Extended Data Fig. 2: Characterization of microorganism enrichment in a clinical-grade biopharmaceutical product using synthetic β2GPI nanoparticles.
From: One-day rapid sterility test for human-derived biopharmaceuticals
a-c, The capture efficiency of β2GPI nanoparticles was re-evaluated in clinical-grade MSC products, containing 5 × 106 MSCs/mL. In all experiments, microorganisms were spiked into 5 mL of clinical-grade MSC products and subjected to microbial capture, followed by colony enumeration via agar plating. a, Capture efficiency for six microbial species at a concentration of 10 CFU/mL (N = 10). Compared to pure MSC culture medium (grey bar), similar capture efficiency was observed regardless of MSC presence, suggesting minimal impact on enrichment performance. b, Capture efficiency of multi-drug resistant (MDR) strains.
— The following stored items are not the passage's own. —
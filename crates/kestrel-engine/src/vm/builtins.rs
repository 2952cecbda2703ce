//! Builtin prototypes and runtime hooks
//!
//! Compiled code reaches the hooks by symbolic name (`BuiltinMethod`);
//! `call_builtin` unpacks the argument registers in the order lowering
//! passes them.

use super::class::PropertyFlags;
use super::heap::{ArgumentsStorage, NativeFn, ObjectId, ObjectKind};
use super::identifier::predefined;
use super::property::{PropertyCacheEntry, PropertyKey};
use super::runtime::{Prototypes, Runtime};
use super::value::Value;
use super::{VmError, VmResult};
use crate::compiler::ir::value::number_to_string;
use crate::compiler::ir::BuiltinMethod;
use std::rc::Rc;

fn arg(args: &[Value], index: usize) -> Value {
    args.get(index).cloned().unwrap_or(Value::Undefined)
}

/// Function object body for a builtin handed out as a value
fn builtin_trampoline<const INDEX: usize>(rt: &mut Runtime, _this: &Value, args: &[Value]) -> VmResult<Value> {
    rt.call_builtin(BuiltinMethod::ALL[INDEX], args)
}

fn native_for(builtin: BuiltinMethod) -> NativeFn {
    match builtin {
        BuiltinMethod::ArraySpread => builtin_trampoline::<0>,
        BuiltinMethod::Apply => builtin_trampoline::<1>,
        BuiltinMethod::CopyDataProperties => builtin_trampoline::<2>,
        BuiltinMethod::SilentSetPrototypeOf => builtin_trampoline::<3>,
        BuiltinMethod::GetMethod => builtin_trampoline::<4>,
        BuiltinMethod::GeneratorSetDelegated => builtin_trampoline::<5>,
        BuiltinMethod::Concat => builtin_trampoline::<6>,
        BuiltinMethod::GetTemplateObject => builtin_trampoline::<7>,
        BuiltinMethod::Eval => builtin_trampoline::<8>,
        BuiltinMethod::GetIterator => builtin_trampoline::<9>,
    }
}
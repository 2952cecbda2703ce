//! Resolver and flow-typing side tables
//!
//! Both tables are produced outside this crate and keyed by `NodeId`. A
//! missing entry always means the conservative default.

use super::NodeId;
use rustc_hash::FxHashMap;

/// What the resolver knows about one declaration
#[derive(Debug, Clone, Copy, PartialEq, Eq, Default)]
pub struct DeclInfo {
    /// Referenced from a nested function, so it must live in the frame
    pub captured: bool,
}

/// Declarations resolved by the semantic pass
#[derive(Debug, Clone, Default)]
pub struct SemanticContext {
    decls: FxHashMap<NodeId, DeclInfo>,
}

impl SemanticContext {
    pub fn new() -> Self {
        Self::default()
    }

    /// Record a declaration
    pub fn declare(&mut self, id: NodeId, info: DeclInfo) {
        self.decls.insert(id, info);
    }

    /// Mark a declaration as captured by a closure
    pub fn mark_captured(&mut self, id: NodeId) {
        self.decls.entry(id).or_default().captured = true;
    }

    pub fn decl(&self, id: NodeId) -> DeclInfo {
        self.decls.get(&id).copied().unwrap_or_default()
    }
}

/// Static type attached to an expression by the flow checker
#[derive(Debug, Clone, Copy, PartialEq, Eq, Default)]
pub enum StaticType {
    #[default]
    Any,
    Number,
    String,
    Boolean,
    /// A typed, dense array
    FastArray,
    /// A function implemented natively (no JS frame)
    NativeFunction,
}

/// Expression types from the flow checker
#[derive(Debug, Clone, Default)]
pub struct FlowContext {
    types: FxHashMap<NodeId, StaticType>,
}

impl FlowContext {
    pub fn new() -> Self {
        Self::default()
    }

    pub fn set_type(&mut self, id: NodeId, ty: StaticType) {
        self.types.insert(id, ty);
    }

    /// Type of a node, `Any` when untyped
    pub fn node_type(&self, id: NodeId) -> StaticType {
        self.types.get(&id).copied().unwrap_or_default()
    }

    pub fn is_empty(&self) -> bool {
        self.types.is_empty()
    }
}
impl<'a> Lowerer<'a> {
    /// Lower a call, possibly as one link of an optional chain
    pub(super) fn lower_call_link(&mut self, call: &CallExpression, chain: Option<BasicBlockId>) -> Register {
        if let Expression::Super(_) = &*call.callee {
            return self.lower_super_call(call);
        }
        if let Expression::Member(member) = &*call.callee {
            let is_push = matches!(&member.property, MemberProperty::Named(name) if name == "push");
            if is_push && !member.optional && self.static_type(&member.object) == StaticType::FastArray {
                return self.lower_fast_array_push(&member.object, &call.arguments);
            }
        }
        if let Expression::Identifier(ident) = &*call.callee {
            if ident.name == "eval" && !self.is_local("eval") && !call.optional && !call.has_spread() {
                return self.lower_eval_call(call);
            }
        }

        let (callee, this) = match &*call.callee {
            Expression::Member(member) => {
                let (object, value) = self.lower_member_link(member, chain);
                (value, object)
            }
            other => {
                let callee = self.lower_chain_operand(other, chain);
                (callee, self.undefined())
            }
        };
        if call.optional {
            self.branch_if_short_circuit(callee, chain);
        }

        if self.static_type(&call.callee) == StaticType::NativeFunction {
            return self.lower_native_call(call, callee);
        }
        self.emit_call(callee, this, &call.arguments)
    }

    /// Call `callee` with `this`; spread arguments go through `apply`
    pub(super) fn emit_call(&mut self, callee: Register, this: Register, arguments: &[Expression]) -> Register {
        if arguments.iter().any(Expression::is_spread) {
            let elements: Vec<Option<&Expression>> = arguments.iter().map(Some).collect();
            let args = self.lower_array_from_elements(&elements);
            let dest = self.alloc_register(IrType::ANY.without_empty());
            self.emit(IrInstr::CallBuiltin {
                dest,
                builtin: BuiltinMethod::Apply,
                args: vec![callee, args, this],
            });
            return dest;
        }

        let args = arguments.iter().map(|a| self.lower_expr(a)).collect();
        let dest = self.alloc_register(IrType::ANY.without_empty());
        self.emit(IrInstr::Call {
            dest,
            callee,
            this,
            args,
            target: None,
        });
        dest
    }

    fn lower_native_call(&mut self, call: &CallExpression, callee: Register) -> Register {
        if call.has_spread() {
            self.report_error(
                call.span,
                codes::NATIVE_SPREAD,
                "spread arguments are not supported for native functions",
            );
            return self.undefined();
        }
        let args = call.arguments.iter().map(|a| self.lower_expr(a)).collect();
        let dest = self.alloc_register(self.flow_ir_type(call.id));
        self.emit(IrInstr::CallNative { dest, callee, args });
        dest
    }

    /// `eval(...)` may be a direct eval; decide at runtime by comparing the
    /// callee against the builtin `eval`
    fn lower_eval_call(&mut self, call: &CallExpression) -> Register {
        let callee = self.lower_expr(&call.callee);
        let args: Vec<Register> = call.arguments.iter().map(|a| self.lower_expr(a)).collect();

        let eval = self.alloc_register(IrType::OBJECT);
        self.emit(IrInstr::GetBuiltinClosure {
            dest: eval,
            builtin: BuiltinMethod::Eval,
        });
        let is_eval = self.emit_binary(BinaryOp::StrictEq, callee, eval);

        let eval_block = self.alloc_block();
        let call_block = self.alloc_block();
        let merge_block = self.alloc_block();
        self.set_terminator(Terminator::Branch {
            cond: is_eval,
            then_block: eval_block,
            else_block: call_block,
        });

        self.start_block(eval_block, "eval.direct");
        let source = match args.first() {
            Some(&source) => source,
            None => self.undefined(),
        };
        let strict = self.current_function().strict;
        let eval_result = self.alloc_register(IrType::ANY.without_empty());
        self.emit(IrInstr::DirectEval {
            dest: eval_result,
            source,
            strict,
        });
        let eval_end = self.current_block();
        self.set_terminator(Terminator::Jump(merge_block));

        self.start_block(call_block, "eval.call");
        let this = self.undefined();
        let call_result = self.alloc_register(IrType::ANY.without_empty());
        self.emit(IrInstr::Call {
            dest: call_result,
            callee,
            this,
            args,
            target: None,
        });
        let call_end = self.current_block();
        self.set_terminator(Terminator::Jump(merge_block));

        self.start_block(merge_block, "eval.merge");
        self.emit_phi(vec![(eval_end, eval_result), (call_end, call_result)])
    }

    fn lower_super_call(&mut self, call: &CallExpression) -> Register {
        let state = self.non_arrow_state_mut();
        let Some(super_class) = state.super_class.clone() else {
            self.report_error(
                call.span,
                codes::SUPER_OUTSIDE_DERIVED,
                "super() call is only allowed in a derived constructor",
            );
            return self.undefined();
        };
        let called_before = std::mem::replace(&mut state.super_called, true);
        if called_before {
            self.report_error(
                call.span,
                codes::MULTIPLE_SUPER,
                "multiple super() calls in constructor",
            );
        }

        let callee = self.lower_expr(&super_class);
        let this = self.lower_this();
        self.emit_call(callee, this, &call.arguments)
    }

    /// `arr.push(...)` on a fast array: append in place, result is undefined
    fn lower_fast_array_push(&mut self, array: &Expression, arguments: &[Expression]) -> Register {
        let array = self.lower_expr(array);
        for arg in arguments {
            match arg {
                Expression::Spread(spread) => {
                    if self.static_type(&spread.argument) == StaticType::FastArray {
                        let other = self.lower_expr(&spread.argument);
                        self.emit(IrInstr::FastArrayAppend { array, other });
                    } else {
                        self.report_error(
                            spread.span,
                            codes::TYPED_ARRAY_SPREAD,
                            "spread of non-array is not supported in typed arrays",
                        );
                    }
                }
                value => {
                    let value = self.lower_expr(value);
                    self.emit(IrInstr::FastArrayPush { array, value });
                }
            }
        }
        self.undefined()
    }

    pub(super) fn lower_new(&mut self, new: &NewExpression) -> Register {
        let callee = self.lower_expr(&new.callee);

        if new.arguments.iter().any(Expression::is_spread) {
            let elements: Vec<Option<&Expression>> = new.arguments.iter().map(Some).collect();
            let args = self.lower_array_from_elements(&elements);
            // Two-argument apply constructs the callee
            let dest = self.alloc_register(IrType::OBJECT);
            self.emit(IrInstr::CallBuiltin {
                dest,
                builtin: BuiltinMethod::Apply,
                args: vec![callee, args],
            });
            return dest;
        }

        let args = new.arguments.iter().map(|a| self.lower_expr(a)).collect();
        let prototype = self.alloc_register(IrType::ANY.without_empty());
        self.emit(IrInstr::LoadProperty {
            dest: prototype,
            object: callee,
            key: PropKey::Named("prototype".to_string()),
        });
        let this = self.alloc_register(IrType::OBJECT);
        self.emit(IrInstr::CreateThis {
            dest: this,
            prototype,
            closure: callee,
        });
        let result = self.alloc_register(IrType::ANY.without_empty());
        self.emit(IrInstr::Call {
            dest: result,
            callee,
            this,
            args,
            target: None,
        });
        let dest = self.alloc_register(IrType::OBJECT);
        self.emit(IrInstr::GetConstructedObject { dest, this, result });
        dest
    }
}
/// An own property as seen by the slow path
#[derive(Debug, Clone)]
enum Own {
    Data {
        value: Value,
        writable: bool,
        configurable: bool,
        /// Class slot, when the property lives in one
        slot: Option<u32>,
    },
    Accessor {
        getter: Option<ObjectId>,
        setter: Option<ObjectId>,
        configurable: bool,
    },
}

impl Own {
    fn configurable(&self) -> bool {
        match self {
            Own::Data { configurable, .. } | Own::Accessor { configurable, .. } => *configurable,
        }
    }
}
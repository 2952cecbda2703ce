//! Input syntax tree
//!
//! The lowering engine consumes a tree produced by an external parser and
//! resolver. Only the node kinds the lowering engine understands are modeled:
//! - `expression` - the closed set of expression kinds
//! - `statement` - the statement subset needed to host expressions in functions
//! - `context` - resolver and flow-typing side tables keyed by `NodeId`
//! - `builder` - a node factory that hands out fresh ids

pub mod builder;
pub mod context;
pub mod expression;
pub mod statement;

pub use builder::AstBuilder;
pub use context::{DeclInfo, FlowContext, SemanticContext, StaticType};
pub use expression::*;
pub use statement::*;

use std::fmt;

/// Source location of a node
#[derive(Debug, Clone, Copy, PartialEq, Eq, Hash, Default)]
pub struct Span {
    pub start: usize,
    pub end: usize,
    pub line: u32,
    pub column: u32,
}

impl Span {
    pub fn new(start: usize, end: usize, line: u32, column: u32) -> Self {
        Self {
            start,
            end,
            line,
            column,
        }
    }

    pub fn len(&self) -> usize {
        self.end - self.start
    }

    pub fn is_empty(&self) -> bool {
        self.start == self.end
    }

    pub fn merge(&self, other: &Span) -> Span {
        Span {
            start: self.start.min(other.start),
            end: self.end.max(other.end),
            line: self.line.min(other.line),
            column: self.column.min(other.column),
        }
    }
}

impl fmt::Display for Span {
    fn fmt(&self, f: &mut fmt::Formatter<'_>) -> fmt::Result {
        write!(f, "{}:{}", self.line, self.column)
    }
}

/// Identity of a syntax node, assigned by the parser
#[derive(Debug, Clone, Copy, PartialEq, Eq, Hash, PartialOrd, Ord)]
pub struct NodeId(pub u32);

impl fmt::Display for NodeId {
    fn fmt(&self, f: &mut fmt::Formatter<'_>) -> fmt::Result {
        write!(f, "#{}", self.0)
    }
}

/// A function literal, declaration, arrow, or method
#[derive(Debug, Clone, PartialEq)]
pub struct FunctionNode {
    pub id: NodeId,
    pub name: Option<String>,
    pub params: Vec<Identifier>,
    pub body: FunctionBody,
    pub is_generator: bool,
    pub is_async: bool,
    pub is_arrow: bool,
    pub kind: FunctionKind,
    pub strict: bool,
    pub span: Span,
}

/// Body of a function: a statement list or a concise arrow expression
#[derive(Debug, Clone, PartialEq)]
pub enum FunctionBody {
    Block(Vec<Statement>),
    Expression(Box<Expression>),
}

/// What role a function plays
#[derive(Debug, Clone, PartialEq)]
pub enum FunctionKind {
    /// Plain function, arrow, or method
    Normal,
    /// Class constructor; `super_class` is set for derived classes
    Constructor { super_class: Option<Box<Expression>> },
}

impl FunctionNode {
    /// Whether `super()` is legal inside this function
    pub fn is_derived_constructor(&self) -> bool {
        matches!(
            &self.kind,
            FunctionKind::Constructor {
                super_class: Some(_)
            }
        )
    }
}

/// A whole compilation unit: the top-level program body
#[derive(Debug, Clone, PartialEq)]
pub struct Program {
    pub body: Vec<Statement>,
    pub strict: bool,
    pub span: Span,
}

#[cfg(test)]
mod tests {
    use super::*;

    #[test]
    fn test_span_merge() {
        let a = Span::new(0, 5, 1, 1);
        let b = Span::new(3, 10, 1, 4);
        let merged = a.merge(&b);
        assert_eq!(merged.start, 0);
        assert_eq!(merged.end, 10);
        assert_eq!(merged.len(), 10);
    }

    #[test]
    fn test_node_id_display() {
        assert_eq!(format!("{}", NodeId(7)), "#7");
    }
}
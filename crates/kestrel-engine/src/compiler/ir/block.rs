//! Basic Blocks and Control Flow
//!
//! Basic blocks are sequences of instructions with a single entry point
//! and a single exit point (the terminator).

use super::instr::IrInstr;
use super::value::Register;

/// Basic block identifier
#[derive(Debug, Clone, Copy, PartialEq, Eq, Hash, PartialOrd, Ord)]
pub struct BasicBlockId(pub u32);

impl BasicBlockId {
    pub fn new(id: u32) -> Self {
        Self(id)
    }

    pub fn as_u32(&self) -> u32 {
        self.0
    }
}

impl std::fmt::Display for BasicBlockId {
    fn fmt(&self, f: &mut std::fmt::Formatter<'_>) -> std::fmt::Result {
        write!(f, "bb{}", self.0)
    }
}

/// A basic block: sequence of instructions with single entry and exit
#[derive(Debug, Clone)]
pub struct BasicBlock {
    /// Unique identifier for this block
    pub id: BasicBlockId,
    /// Optional label for debugging
    pub label: Option<String>,
    /// Instructions in this block (excluding terminator)
    pub instructions: Vec<IrInstr>,
    /// How this block exits
    pub terminator: Terminator,
}

impl BasicBlock {
    /// Create a new empty basic block
    pub fn new(id: BasicBlockId) -> Self {
        Self {
            id,
            label: None,
            instructions: Vec::new(),
            terminator: Terminator::Unreachable,
        }
    }

    /// Create a new basic block with a label
    pub fn with_label(id: BasicBlockId, label: impl Into<String>) -> Self {
        Self {
            id,
            label: Some(label.into()),
            instructions: Vec::new(),
            terminator: Terminator::Unreachable,
        }
    }

    pub fn add_instr(&mut self, instr: IrInstr) {
        self.instructions.push(instr);
    }

    pub fn set_terminator(&mut self, term: Terminator) {
        self.terminator = term;
    }

    pub fn successors(&self) -> Vec<BasicBlockId> {
        self.terminator.successors()
    }

    /// Check if this block is terminated (not unreachable)
    pub fn is_terminated(&self) -> bool {
        !matches!(self.terminator, Terminator::Unreachable)
    }

    pub fn len(&self) -> usize {
        self.instructions.len()
    }

    pub fn is_empty(&self) -> bool {
        self.instructions.is_empty()
    }

    /// Phi instructions at the head of the block
    pub fn phis(&self) -> impl Iterator<Item = &IrInstr> {
        self.instructions.iter().take_while(|i| i.is_phi())
    }
}

/// Control flow terminator (ends a basic block)
#[derive(Debug, Clone, PartialEq)]
pub enum Terminator {
    /// Unconditional jump to target block
    Jump(BasicBlockId),

    /// Conditional branch based on condition register (truthy/falsy)
    Branch {
        cond: Register,
        then_block: BasicBlockId,
        else_block: BasicBlockId,
    },

    /// Branch on `value == null` (undefined or null)
    BranchIfNull {
        value: Register,
        null_block: BasicBlockId,
        not_null_block: BasicBlockId,
    },

    Return(Register),

    Throw(Register),

    /// Throw a TypeError with a fixed message
    ThrowTypeError(String),

    /// Suspend the generator yielding `value`; resume at `next`
    SaveAndYield { value: Register, next: BasicBlockId },

    /// Enter a try region: execution continues in `body`, exceptions land in `handler`
    TryStart {
        body: BasicBlockId,
        handler: BasicBlockId,
    },

    /// Placeholder before the terminator is set
    Unreachable,
}

impl Terminator {
    pub fn successors(&self) -> Vec<BasicBlockId> {
        match self {
            Terminator::Jump(target) => vec![*target],
            Terminator::Branch {
                then_block,
                else_block,
                ..
            } => vec![*then_block, *else_block],
            Terminator::BranchIfNull {
                null_block,
                not_null_block,
                ..
            } => vec![*null_block, *not_null_block],
            Terminator::SaveAndYield { next, .. } => vec![*next],
            Terminator::TryStart { body, handler } => vec![*body, *handler],
            Terminator::Return(_)
            | Terminator::Throw(_)
            | Terminator::ThrowTypeError(_)
            | Terminator::Unreachable => vec![],
        }
    }

    /// Redirect every edge to `from` so it points at `to`
    pub fn replace_successor(&mut self, from: BasicBlockId, to: BasicBlockId) {
        let swap = |b: &mut BasicBlockId| {
            if *b == from {
                *b = to;
            }
        };
        match self {
            Terminator::Jump(target) => swap(target),
            Terminator::Branch {
                then_block,
                else_block,
                ..
            } => {
                swap(then_block);
                swap(else_block);
            }
            Terminator::BranchIfNull {
                null_block,
                not_null_block,
                ..
            } => {
                swap(null_block);
                swap(not_null_block);
            }
            Terminator::SaveAndYield { next, .. } => swap(next),
            Terminator::TryStart { body, handler } => {
                swap(body);
                swap(handler);
            }
            Terminator::Return(_)
            | Terminator::Throw(_)
            | Terminator::ThrowTypeError(_)
            | Terminator::Unreachable => {}
        }
    }

    /// Register read by the terminator, if any
    pub fn operand(&self) -> Option<Register> {
        match self {
            Terminator::Branch { cond, .. } => Some(*cond),
            Terminator::BranchIfNull { value, .. }
            | Terminator::SaveAndYield { value, .. }
            | Terminator::Return(value)
            | Terminator::Throw(value) => Some(*value),
            _ => None,
        }
    }

    pub fn operand_mut(&mut self) -> Option<&mut Register> {
        match self {
            Terminator::Branch { cond, .. } => Some(cond),
            Terminator::BranchIfNull { value, .. }
            | Terminator::SaveAndYield { value, .. }
            | Terminator::Return(value)
            | Terminator::Throw(value) => Some(value),
            _ => None,
        }
    }
}

impl std::fmt::Display for Terminator {
    fn fmt(&self, f: &mut std::fmt::Formatter<'_>) -> std::fmt::Result {
        match self {
            Terminator::Jump(target) => write!(f, "jump {}", target),
            Terminator::Branch {
                cond,
                then_block,
                else_block,
            } => write!(f, "branch {} ? {} : {}", cond, then_block, else_block),
            Terminator::BranchIfNull {
                value,
                null_block,
                not_null_block,
            } => write!(
                f,
                "branch_if_null {} ? {} : {}",
                value, null_block, not_null_block
            ),
            Terminator::Return(reg) => write!(f, "return {}", reg),
            Terminator::Throw(reg) => write!(f, "throw {}", reg),
            Terminator::ThrowTypeError(msg) => write!(f, "throw_type_error {:?}", msg),
            Terminator::SaveAndYield { value, next } => {
                write!(f, "save_and_yield {} -> {}", value, next)
            }
            Terminator::TryStart { body, handler } => {
                write!(f, "try_start {} catch {}", body, handler)
            }
            Terminator::Unreachable => write!(f, "unreachable"),
        }
    }
}

#[cfg(test)]
mod tests {
    use super::*;
    use crate::compiler::ir::types::IrType;
    use crate::compiler::ir::value::RegisterId;

    fn make_reg(id: u32) -> Register {
        Register::new(RegisterId::new(id), IrType::ANY)
    }

    #[test]
    fn test_basic_block_new() {
        let block = BasicBlock::new(BasicBlockId(0));
        assert_eq!(block.id, BasicBlockId(0));
        assert!(block.instructions.is_empty());
        assert!(!block.is_terminated());
    }

    #[test]
    fn test_basic_block_with_label() {
        let block = BasicBlock::with_label(BasicBlockId(1), "entry");
        assert_eq!(block.label, Some("entry".to_string()));
    }

    #[test]
    fn test_terminator_successors() {
        let jump = Terminator::Jump(BasicBlockId(1));
        assert_eq!(jump.successors(), vec![BasicBlockId(1)]);

        let branch = Terminator::Branch {
            cond: make_reg(0),
            then_block: BasicBlockId(1),
            else_block: BasicBlockId(2),
        };
        assert_eq!(branch.successors(), vec![BasicBlockId(1), BasicBlockId(2)]);

        let yield_term = Terminator::SaveAndYield {
            value: make_reg(0),
            next: BasicBlockId(4),
        };
        assert_eq!(yield_term.successors(), vec![BasicBlockId(4)]);

        assert!(Terminator::ThrowTypeError("x".into()).successors().is_empty());
    }

    #[test]
    fn test_replace_successor() {
        let mut branch = Terminator::BranchIfNull {
            value: make_reg(0),
            null_block: BasicBlockId(1),
            not_null_block: BasicBlockId(2),
        };
        branch.replace_successor(BasicBlockId(2), BasicBlockId(7));
        assert_eq!(branch.successors(), vec![BasicBlockId(1), BasicBlockId(7)]);
    }

    #[test]
    fn test_terminator_display() {
        assert_eq!(format!("{}", Terminator::Jump(BasicBlockId(1))), "jump bb1");
        assert_eq!(format!("{}", Terminator::Return(make_reg(0))), "return r0");
        assert_eq!(
            format!(
                "{}",
                Terminator::TryStart {
                    body: BasicBlockId(1),
                    handler: BasicBlockId(2)
                }
            ),
            "try_start bb1 catch bb2"
        );
    }
}
//! Intermediate Representation (IR) for Kestrel
//!
//! The IR sits between the syntax tree and the external backend. It uses
//! three-address code over virtual registers, grouped into basic blocks.
//!
//! # Structure
//!
//! - `IrModule` - Top-level container: the top-level function plus nested functions
//! - `IrFunction` - Blocks plus register, stack slot, and frame variable counters
//! - `BasicBlock` - A sequence of instructions with a single entry and exit
//! - `IrInstr` - Three-address code instructions
//! - `Register` - Virtual registers carrying an `IrType`

pub mod block;
pub mod builtin;
pub mod function;
pub mod instr;
pub mod module;
pub mod pretty;
pub mod types;
pub mod value;

pub use block::{BasicBlock, BasicBlockId, Terminator};
pub use builtin::{BuiltinMethod, BUILTIN_TABLE_VERSION};
pub use function::IrFunction;
pub use instr::{BinaryOp, FunctionId, IrInstr, PropKey, UnaryOp};
pub use module::IrModule;
pub use pretty::{format_instr, PrettyPrint};
pub use types::IrType;
pub use value::{FrameVarId, IrConstant, Register, RegisterId, StackSlotId};
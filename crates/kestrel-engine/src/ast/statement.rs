//! Statement AST nodes
//!
//! Only the statements needed to host expressions inside function bodies.

use super::{Expression, Identifier, NodeId, Span};

#[derive(Debug, Clone, PartialEq)]
pub enum Statement {
    Expression(ExpressionStatement),
    VariableDeclaration(VariableDeclaration),
    Return(ReturnStatement),
    Block(BlockStatement),
    If(IfStatement),
    Throw(ThrowStatement),
    Try(TryStatement),
}

impl Statement {
    pub fn span(&self) -> Span {
        match self {
            Statement::Expression(s) => s.span,
            Statement::VariableDeclaration(s) => s.span,
            Statement::Return(s) => s.span,
            Statement::Block(s) => s.span,
            Statement::If(s) => s.span,
            Statement::Throw(s) => s.span,
            Statement::Try(s) => s.span,
        }
    }
}

#[derive(Debug, Clone, PartialEq)]
pub struct ExpressionStatement {
    pub expression: Expression,
    pub span: Span,
}

#[derive(Debug, Clone, Copy, PartialEq, Eq)]
pub enum VariableKind {
    Var,
    Let,
    Const,
}

#[derive(Debug, Clone, PartialEq)]
pub struct VariableDeclarator {
    /// Declared name; its `id` keys the resolver's declaration table
    pub name: Identifier,
    pub init: Option<Expression>,
}

#[derive(Debug, Clone, PartialEq)]
pub struct VariableDeclaration {
    pub id: NodeId,
    pub kind: VariableKind,
    pub declarations: Vec<VariableDeclarator>,
    pub span: Span,
}

#[derive(Debug, Clone, PartialEq)]
pub struct ReturnStatement {
    pub argument: Option<Expression>,
    pub span: Span,
}

#[derive(Debug, Clone, PartialEq)]
pub struct BlockStatement {
    pub body: Vec<Statement>,
    pub span: Span,
}

#[derive(Debug, Clone, PartialEq)]
pub struct IfStatement {
    pub test: Expression,
    pub consequent: Box<Statement>,
    pub alternate: Option<Box<Statement>>,
    pub span: Span,
}

#[derive(Debug, Clone, PartialEq)]
pub struct ThrowStatement {
    pub argument: Expression,
    pub span: Span,
}

#[derive(Debug, Clone, PartialEq)]
pub struct CatchClause {
    pub param: Option<Identifier>,
    pub body: Vec<Statement>,
    pub span: Span,
}

#[derive(Debug, Clone, PartialEq)]
pub struct TryStatement {
    pub block: Vec<Statement>,
    pub handler: Option<CatchClause>,
    pub finalizer: Option<Vec<Statement>>,
    pub span: Span,
}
Reference strains and MDR strains of S. aureus and P. aeruginosa were tested at a concentration of 10 CFU/mL (N = 5). The average capture efficiency between MDR and reference strains differed by less than 3% within each species. c, Microbial suspensions of S. aureus and P. aeruginosa were prepared using Bioball® products at 1 CFU/μL, and 3 μL (equivalent to 3 CFU) were spiked into 5 mL of clinical-grade MSC products to achieve a theoretical concentration of 0.6 CFU/mL (N = 10), followed by microbial capture. An identical 3 μL aliquot of the same microbial suspension was directly streaked onto agar plates (N = 10) to validate the precision of ultra-low inoculation. This approach yielded mean colony counts of 1.8 ± 1.17 CFU for S. aureus and 1.9 ± 1.14 CFU for P. aeruginosa, with one sample per species showing no colony formation. Samples with average colony counts deviating by more than ±2 CFU from the expected 3 CFU were excluded from analysis. Under these validated conditions, positivity rates following microbial capture were 80% and 90% for S. aureus and P. aeruginosa, respectively, supporting reliable microbial detection by NEST even at ultra-low inoculum levels. Bar plots display the mean, with SD shown as an upper error bar. All data points represent biologically independent experimental replicates.